> _Prompt_: Report every line below that has the string "bool" in it.
━━━━━━
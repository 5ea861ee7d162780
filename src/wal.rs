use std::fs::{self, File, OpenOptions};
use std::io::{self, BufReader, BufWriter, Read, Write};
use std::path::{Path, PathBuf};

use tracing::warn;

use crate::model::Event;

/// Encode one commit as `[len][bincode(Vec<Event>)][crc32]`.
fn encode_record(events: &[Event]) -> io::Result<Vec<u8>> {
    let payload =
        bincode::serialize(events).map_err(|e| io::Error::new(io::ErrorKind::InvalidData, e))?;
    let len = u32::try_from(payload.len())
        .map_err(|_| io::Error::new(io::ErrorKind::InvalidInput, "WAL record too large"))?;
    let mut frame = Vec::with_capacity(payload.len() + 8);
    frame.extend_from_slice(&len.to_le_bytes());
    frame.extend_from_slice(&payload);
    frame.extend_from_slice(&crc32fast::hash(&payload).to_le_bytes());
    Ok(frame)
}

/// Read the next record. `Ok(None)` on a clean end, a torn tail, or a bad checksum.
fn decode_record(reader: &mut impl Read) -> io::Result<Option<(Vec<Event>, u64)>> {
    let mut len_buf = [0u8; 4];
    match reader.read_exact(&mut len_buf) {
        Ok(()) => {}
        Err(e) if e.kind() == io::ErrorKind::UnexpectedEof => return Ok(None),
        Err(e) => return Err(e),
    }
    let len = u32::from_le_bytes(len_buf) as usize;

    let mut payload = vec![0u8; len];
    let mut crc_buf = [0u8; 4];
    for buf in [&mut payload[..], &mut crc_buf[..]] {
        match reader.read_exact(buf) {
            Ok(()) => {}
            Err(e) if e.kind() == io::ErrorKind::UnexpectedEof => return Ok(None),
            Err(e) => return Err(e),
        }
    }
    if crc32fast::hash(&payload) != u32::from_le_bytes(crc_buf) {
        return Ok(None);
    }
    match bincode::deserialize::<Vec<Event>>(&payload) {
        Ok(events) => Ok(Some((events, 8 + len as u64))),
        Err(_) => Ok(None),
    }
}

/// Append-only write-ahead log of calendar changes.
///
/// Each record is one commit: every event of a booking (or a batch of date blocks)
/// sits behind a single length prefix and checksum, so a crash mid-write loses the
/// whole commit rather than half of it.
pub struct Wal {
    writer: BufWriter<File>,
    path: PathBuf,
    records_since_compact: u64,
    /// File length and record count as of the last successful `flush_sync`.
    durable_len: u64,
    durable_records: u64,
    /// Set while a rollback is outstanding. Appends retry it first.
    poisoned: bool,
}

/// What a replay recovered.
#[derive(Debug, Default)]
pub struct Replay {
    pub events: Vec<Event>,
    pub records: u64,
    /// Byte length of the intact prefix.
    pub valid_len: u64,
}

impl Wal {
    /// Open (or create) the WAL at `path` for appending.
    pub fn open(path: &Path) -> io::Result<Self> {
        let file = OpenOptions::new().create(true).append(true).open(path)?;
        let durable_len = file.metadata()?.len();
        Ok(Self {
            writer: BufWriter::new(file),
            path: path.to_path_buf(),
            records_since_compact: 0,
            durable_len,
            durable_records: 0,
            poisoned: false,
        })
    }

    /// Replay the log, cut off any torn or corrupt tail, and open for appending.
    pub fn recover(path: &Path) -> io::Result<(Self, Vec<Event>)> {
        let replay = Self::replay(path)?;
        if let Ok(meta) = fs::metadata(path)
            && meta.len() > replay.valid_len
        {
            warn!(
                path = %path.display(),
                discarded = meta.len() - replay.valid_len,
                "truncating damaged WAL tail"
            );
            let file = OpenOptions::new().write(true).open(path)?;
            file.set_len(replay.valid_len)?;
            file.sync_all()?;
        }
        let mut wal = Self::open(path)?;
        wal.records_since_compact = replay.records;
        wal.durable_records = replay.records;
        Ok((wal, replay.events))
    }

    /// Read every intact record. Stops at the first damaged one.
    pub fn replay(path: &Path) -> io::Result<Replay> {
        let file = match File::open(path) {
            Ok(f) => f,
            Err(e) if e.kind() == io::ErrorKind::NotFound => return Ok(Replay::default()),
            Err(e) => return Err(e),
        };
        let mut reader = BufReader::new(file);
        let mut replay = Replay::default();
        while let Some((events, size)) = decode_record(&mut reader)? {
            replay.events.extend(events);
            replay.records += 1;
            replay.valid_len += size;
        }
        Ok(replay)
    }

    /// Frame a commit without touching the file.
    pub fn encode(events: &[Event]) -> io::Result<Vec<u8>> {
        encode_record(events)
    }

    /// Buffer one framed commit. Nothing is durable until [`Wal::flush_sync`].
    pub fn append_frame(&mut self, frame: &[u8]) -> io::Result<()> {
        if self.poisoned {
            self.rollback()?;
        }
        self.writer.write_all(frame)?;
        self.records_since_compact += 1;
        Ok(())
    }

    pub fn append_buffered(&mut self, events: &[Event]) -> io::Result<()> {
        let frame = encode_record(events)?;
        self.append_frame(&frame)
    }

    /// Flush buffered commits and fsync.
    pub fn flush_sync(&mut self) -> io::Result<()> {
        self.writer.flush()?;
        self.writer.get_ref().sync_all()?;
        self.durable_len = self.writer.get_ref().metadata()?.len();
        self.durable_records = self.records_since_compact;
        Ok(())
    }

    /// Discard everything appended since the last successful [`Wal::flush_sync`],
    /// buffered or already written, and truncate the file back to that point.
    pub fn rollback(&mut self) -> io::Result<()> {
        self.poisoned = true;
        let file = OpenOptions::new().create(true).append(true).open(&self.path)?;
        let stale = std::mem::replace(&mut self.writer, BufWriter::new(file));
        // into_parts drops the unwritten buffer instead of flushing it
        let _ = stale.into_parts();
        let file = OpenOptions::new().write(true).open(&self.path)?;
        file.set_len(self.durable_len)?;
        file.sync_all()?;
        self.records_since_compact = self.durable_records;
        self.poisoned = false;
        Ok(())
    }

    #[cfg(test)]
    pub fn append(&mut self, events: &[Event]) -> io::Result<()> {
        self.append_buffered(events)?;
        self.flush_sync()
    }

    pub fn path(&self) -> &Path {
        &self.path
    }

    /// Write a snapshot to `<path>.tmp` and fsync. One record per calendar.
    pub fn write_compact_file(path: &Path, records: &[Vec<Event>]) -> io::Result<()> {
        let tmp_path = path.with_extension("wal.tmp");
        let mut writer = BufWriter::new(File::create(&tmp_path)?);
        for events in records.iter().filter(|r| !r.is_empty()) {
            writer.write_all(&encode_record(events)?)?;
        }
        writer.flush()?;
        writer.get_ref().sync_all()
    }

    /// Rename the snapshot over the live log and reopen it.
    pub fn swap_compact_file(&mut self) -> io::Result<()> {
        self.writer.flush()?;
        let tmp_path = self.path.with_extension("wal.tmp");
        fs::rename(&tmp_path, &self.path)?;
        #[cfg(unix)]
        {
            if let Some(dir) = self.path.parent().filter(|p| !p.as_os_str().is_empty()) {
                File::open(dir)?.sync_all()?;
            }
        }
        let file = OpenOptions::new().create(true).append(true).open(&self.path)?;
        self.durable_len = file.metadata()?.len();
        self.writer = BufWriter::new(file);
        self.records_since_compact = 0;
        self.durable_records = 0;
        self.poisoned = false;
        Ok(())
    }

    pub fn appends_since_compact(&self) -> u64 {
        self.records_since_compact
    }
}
━━━━━━
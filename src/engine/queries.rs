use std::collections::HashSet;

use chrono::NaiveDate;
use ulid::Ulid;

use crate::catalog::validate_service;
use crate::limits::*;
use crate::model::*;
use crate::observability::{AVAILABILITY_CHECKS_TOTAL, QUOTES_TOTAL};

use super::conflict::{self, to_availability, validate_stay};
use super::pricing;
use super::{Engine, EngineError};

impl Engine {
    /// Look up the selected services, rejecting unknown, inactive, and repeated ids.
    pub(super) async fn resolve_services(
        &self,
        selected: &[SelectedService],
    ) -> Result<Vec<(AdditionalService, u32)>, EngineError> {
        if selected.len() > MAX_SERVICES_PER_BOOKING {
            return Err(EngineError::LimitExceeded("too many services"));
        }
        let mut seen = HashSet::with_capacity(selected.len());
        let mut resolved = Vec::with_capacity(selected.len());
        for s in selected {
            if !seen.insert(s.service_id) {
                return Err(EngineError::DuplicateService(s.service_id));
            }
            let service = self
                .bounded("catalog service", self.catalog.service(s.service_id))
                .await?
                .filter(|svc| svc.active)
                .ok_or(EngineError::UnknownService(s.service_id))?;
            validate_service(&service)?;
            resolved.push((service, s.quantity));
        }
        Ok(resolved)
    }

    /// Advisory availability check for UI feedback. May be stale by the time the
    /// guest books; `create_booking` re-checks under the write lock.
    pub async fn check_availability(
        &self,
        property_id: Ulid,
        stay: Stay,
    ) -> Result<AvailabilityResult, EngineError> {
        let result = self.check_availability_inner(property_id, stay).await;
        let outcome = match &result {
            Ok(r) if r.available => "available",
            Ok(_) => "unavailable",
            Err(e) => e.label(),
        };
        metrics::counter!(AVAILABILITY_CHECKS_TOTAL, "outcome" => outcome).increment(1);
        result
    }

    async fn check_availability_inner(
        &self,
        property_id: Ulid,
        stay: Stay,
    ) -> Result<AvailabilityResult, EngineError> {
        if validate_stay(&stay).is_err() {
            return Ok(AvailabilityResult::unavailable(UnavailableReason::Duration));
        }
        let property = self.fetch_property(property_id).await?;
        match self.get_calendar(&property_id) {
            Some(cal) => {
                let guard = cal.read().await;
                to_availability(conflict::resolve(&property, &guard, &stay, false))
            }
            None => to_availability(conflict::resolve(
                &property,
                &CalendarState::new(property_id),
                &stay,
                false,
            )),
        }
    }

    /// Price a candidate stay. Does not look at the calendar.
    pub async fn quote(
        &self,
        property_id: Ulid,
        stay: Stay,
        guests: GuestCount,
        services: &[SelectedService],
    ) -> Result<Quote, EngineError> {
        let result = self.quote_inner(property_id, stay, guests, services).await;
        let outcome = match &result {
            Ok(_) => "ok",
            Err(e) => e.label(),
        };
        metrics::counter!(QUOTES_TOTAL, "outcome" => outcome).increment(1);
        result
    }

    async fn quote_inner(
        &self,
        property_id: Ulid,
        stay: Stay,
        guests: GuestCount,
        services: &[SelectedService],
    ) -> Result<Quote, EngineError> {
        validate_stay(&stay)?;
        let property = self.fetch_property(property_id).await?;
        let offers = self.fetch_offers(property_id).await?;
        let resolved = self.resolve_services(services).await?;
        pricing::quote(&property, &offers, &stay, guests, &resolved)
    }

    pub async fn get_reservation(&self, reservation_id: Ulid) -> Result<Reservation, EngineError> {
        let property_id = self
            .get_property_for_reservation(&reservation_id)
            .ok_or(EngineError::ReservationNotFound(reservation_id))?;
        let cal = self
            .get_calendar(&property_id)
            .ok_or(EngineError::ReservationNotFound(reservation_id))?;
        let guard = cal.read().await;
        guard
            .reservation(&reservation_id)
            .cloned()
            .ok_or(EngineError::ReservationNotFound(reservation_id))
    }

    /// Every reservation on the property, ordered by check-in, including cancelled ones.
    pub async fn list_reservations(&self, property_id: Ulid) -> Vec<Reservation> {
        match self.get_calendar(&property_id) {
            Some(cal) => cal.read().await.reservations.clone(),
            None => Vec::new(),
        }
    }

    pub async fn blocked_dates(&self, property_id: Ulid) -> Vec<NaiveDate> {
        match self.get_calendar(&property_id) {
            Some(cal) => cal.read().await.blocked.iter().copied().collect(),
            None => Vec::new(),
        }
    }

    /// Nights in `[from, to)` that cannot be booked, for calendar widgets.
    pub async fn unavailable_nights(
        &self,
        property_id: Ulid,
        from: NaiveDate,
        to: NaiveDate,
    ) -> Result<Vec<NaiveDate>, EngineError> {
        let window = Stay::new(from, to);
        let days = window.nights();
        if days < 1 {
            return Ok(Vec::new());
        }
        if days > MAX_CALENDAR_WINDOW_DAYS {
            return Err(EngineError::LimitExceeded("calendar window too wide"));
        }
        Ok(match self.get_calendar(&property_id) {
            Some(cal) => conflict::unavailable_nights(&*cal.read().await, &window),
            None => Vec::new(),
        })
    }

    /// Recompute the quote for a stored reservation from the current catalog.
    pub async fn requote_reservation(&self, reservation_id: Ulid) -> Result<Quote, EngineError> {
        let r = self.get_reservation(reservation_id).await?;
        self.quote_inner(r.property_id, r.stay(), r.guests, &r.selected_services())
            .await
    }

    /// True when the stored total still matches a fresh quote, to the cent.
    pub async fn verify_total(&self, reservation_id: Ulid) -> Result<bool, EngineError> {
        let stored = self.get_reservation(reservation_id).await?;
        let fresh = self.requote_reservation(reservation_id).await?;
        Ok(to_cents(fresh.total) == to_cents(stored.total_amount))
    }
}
━━━━━━
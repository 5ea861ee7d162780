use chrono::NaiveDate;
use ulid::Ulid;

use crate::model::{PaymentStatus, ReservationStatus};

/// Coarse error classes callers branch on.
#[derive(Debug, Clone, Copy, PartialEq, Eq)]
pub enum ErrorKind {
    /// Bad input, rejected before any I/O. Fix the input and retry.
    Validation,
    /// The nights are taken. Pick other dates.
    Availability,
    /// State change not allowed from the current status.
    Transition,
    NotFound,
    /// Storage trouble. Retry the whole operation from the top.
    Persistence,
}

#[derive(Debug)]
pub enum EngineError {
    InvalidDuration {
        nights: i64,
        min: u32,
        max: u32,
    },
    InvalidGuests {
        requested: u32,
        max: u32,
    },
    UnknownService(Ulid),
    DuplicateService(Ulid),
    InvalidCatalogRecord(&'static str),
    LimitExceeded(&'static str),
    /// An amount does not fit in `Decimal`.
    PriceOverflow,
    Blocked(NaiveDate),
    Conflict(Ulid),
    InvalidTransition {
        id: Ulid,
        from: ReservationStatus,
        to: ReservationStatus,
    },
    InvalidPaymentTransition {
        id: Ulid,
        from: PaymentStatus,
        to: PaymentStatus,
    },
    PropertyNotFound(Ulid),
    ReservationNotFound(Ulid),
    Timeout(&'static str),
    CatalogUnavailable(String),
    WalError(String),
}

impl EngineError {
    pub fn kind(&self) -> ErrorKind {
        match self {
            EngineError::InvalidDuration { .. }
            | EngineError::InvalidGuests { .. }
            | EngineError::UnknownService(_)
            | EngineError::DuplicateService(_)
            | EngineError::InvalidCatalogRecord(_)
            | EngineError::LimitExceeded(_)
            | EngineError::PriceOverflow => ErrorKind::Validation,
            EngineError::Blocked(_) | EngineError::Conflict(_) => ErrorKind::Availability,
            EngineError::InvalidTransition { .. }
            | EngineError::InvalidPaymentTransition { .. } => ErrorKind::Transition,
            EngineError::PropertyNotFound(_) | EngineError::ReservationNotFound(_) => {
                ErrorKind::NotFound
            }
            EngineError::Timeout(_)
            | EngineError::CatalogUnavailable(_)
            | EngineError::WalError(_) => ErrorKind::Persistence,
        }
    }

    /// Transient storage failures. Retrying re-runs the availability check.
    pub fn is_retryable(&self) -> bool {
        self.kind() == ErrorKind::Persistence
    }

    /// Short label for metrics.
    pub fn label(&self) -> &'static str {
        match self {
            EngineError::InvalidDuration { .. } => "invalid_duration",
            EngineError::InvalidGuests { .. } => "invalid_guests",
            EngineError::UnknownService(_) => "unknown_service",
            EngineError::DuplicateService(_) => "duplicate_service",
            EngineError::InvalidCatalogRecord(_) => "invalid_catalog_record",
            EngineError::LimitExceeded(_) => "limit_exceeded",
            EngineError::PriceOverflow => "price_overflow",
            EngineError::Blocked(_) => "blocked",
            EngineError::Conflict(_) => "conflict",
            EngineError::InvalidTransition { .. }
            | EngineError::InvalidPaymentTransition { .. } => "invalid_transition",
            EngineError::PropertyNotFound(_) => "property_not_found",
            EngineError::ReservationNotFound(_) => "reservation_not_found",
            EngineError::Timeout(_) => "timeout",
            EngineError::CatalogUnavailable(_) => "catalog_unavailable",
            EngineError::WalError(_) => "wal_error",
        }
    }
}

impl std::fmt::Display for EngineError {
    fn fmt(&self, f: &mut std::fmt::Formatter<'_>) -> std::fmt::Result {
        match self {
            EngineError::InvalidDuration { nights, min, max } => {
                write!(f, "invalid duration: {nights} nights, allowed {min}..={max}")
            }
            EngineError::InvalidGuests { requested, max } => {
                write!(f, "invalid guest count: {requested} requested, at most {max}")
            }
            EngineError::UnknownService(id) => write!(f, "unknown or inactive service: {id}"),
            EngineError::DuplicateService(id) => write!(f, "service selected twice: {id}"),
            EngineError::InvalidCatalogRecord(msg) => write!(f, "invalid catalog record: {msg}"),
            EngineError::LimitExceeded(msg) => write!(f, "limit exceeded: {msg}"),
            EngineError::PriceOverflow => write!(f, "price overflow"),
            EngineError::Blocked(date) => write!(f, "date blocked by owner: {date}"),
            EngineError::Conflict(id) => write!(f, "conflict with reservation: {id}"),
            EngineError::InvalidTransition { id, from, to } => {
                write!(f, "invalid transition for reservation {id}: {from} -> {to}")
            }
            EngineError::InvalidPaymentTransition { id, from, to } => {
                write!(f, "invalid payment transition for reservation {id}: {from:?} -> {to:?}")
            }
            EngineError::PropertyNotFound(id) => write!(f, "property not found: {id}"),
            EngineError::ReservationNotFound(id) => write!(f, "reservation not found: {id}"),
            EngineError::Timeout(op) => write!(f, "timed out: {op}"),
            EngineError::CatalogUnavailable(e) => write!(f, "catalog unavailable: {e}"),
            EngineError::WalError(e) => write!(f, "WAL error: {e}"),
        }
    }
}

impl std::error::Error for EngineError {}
━━━━━━
> _Result_:
    poisoned: bool,
    pub async fn verify_total(&self, reservation_id: Ulid) -> Result<bool, EngineError> {
    pub fn is_retryable(&self) -> bool {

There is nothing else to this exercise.